## WHAT YOU SHOULD DO:
The required result is every line of the records that includes "crate".

## DATA TO PROCESS:

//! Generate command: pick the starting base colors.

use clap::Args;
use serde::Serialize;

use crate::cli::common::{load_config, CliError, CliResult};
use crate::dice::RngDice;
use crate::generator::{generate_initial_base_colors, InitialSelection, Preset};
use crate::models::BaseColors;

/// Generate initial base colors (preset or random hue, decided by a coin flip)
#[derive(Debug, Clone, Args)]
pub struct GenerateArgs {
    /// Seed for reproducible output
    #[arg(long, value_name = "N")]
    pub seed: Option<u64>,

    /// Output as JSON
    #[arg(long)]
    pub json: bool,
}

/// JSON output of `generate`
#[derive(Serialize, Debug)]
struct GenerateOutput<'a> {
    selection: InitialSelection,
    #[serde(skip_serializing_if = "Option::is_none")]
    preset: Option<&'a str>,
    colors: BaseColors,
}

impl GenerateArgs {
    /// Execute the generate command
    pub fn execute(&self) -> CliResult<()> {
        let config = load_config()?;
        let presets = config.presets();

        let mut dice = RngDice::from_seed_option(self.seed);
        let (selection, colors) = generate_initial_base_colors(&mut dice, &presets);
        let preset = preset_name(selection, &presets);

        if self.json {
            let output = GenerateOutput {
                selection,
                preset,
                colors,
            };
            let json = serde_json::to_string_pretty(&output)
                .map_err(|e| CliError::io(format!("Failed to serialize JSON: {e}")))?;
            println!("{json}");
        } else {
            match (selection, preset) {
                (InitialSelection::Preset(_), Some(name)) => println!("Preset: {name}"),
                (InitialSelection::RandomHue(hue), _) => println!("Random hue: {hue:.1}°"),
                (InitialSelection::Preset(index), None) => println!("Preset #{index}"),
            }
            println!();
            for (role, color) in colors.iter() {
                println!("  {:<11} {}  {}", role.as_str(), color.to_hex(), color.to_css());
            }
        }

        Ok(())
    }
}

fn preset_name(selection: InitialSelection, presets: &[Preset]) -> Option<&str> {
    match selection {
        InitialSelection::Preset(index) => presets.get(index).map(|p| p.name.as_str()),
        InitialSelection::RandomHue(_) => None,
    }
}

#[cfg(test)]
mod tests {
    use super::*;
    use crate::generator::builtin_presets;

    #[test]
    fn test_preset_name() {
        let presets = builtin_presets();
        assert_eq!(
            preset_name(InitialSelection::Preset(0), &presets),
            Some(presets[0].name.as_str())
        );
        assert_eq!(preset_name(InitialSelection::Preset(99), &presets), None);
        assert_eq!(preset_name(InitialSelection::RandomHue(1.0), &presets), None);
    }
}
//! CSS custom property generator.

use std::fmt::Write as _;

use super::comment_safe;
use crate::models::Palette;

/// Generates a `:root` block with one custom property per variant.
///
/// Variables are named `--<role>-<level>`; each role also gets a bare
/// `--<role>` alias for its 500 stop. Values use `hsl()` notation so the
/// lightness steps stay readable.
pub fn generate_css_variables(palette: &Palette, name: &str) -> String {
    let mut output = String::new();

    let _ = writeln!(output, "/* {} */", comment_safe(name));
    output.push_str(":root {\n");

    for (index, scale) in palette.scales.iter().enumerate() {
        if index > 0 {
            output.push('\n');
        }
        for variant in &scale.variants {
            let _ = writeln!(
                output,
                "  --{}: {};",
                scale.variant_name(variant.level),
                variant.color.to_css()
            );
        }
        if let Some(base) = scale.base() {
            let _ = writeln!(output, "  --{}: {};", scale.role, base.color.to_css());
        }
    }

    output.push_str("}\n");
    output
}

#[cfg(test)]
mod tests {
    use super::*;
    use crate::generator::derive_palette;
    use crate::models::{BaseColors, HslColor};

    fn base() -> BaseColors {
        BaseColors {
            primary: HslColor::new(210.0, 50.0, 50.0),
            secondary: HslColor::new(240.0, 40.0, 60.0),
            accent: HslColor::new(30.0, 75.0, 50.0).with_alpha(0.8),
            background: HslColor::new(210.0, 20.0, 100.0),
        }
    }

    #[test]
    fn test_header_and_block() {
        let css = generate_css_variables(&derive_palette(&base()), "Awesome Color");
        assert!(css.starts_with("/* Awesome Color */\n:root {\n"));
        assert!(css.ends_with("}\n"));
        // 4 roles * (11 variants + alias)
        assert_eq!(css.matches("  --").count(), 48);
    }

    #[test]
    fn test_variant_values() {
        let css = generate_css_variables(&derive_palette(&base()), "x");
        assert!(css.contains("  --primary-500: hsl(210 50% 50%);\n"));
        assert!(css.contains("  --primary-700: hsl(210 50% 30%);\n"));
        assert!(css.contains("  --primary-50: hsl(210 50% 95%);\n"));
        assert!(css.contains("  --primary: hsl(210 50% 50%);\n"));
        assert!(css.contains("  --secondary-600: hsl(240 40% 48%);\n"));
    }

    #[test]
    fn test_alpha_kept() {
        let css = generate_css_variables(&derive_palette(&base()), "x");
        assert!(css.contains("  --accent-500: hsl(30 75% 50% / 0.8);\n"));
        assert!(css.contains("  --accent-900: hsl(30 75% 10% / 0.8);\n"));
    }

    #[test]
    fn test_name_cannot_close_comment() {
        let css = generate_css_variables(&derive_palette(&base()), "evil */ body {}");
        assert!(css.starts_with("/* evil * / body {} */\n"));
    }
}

## YOUR SOLUTION:
use crate::cli::common::{load_config, CliError, CliResult};
use crate::dice::RngDice;
use crate::generator::{generate_initial_base_colors, InitialSelection, Preset};
use crate::models::BaseColors;
    use crate::generator::builtin_presets;
use crate::models::Palette;
    use crate::generator::derive_palette;
    use crate::models::{BaseColors, HslColor};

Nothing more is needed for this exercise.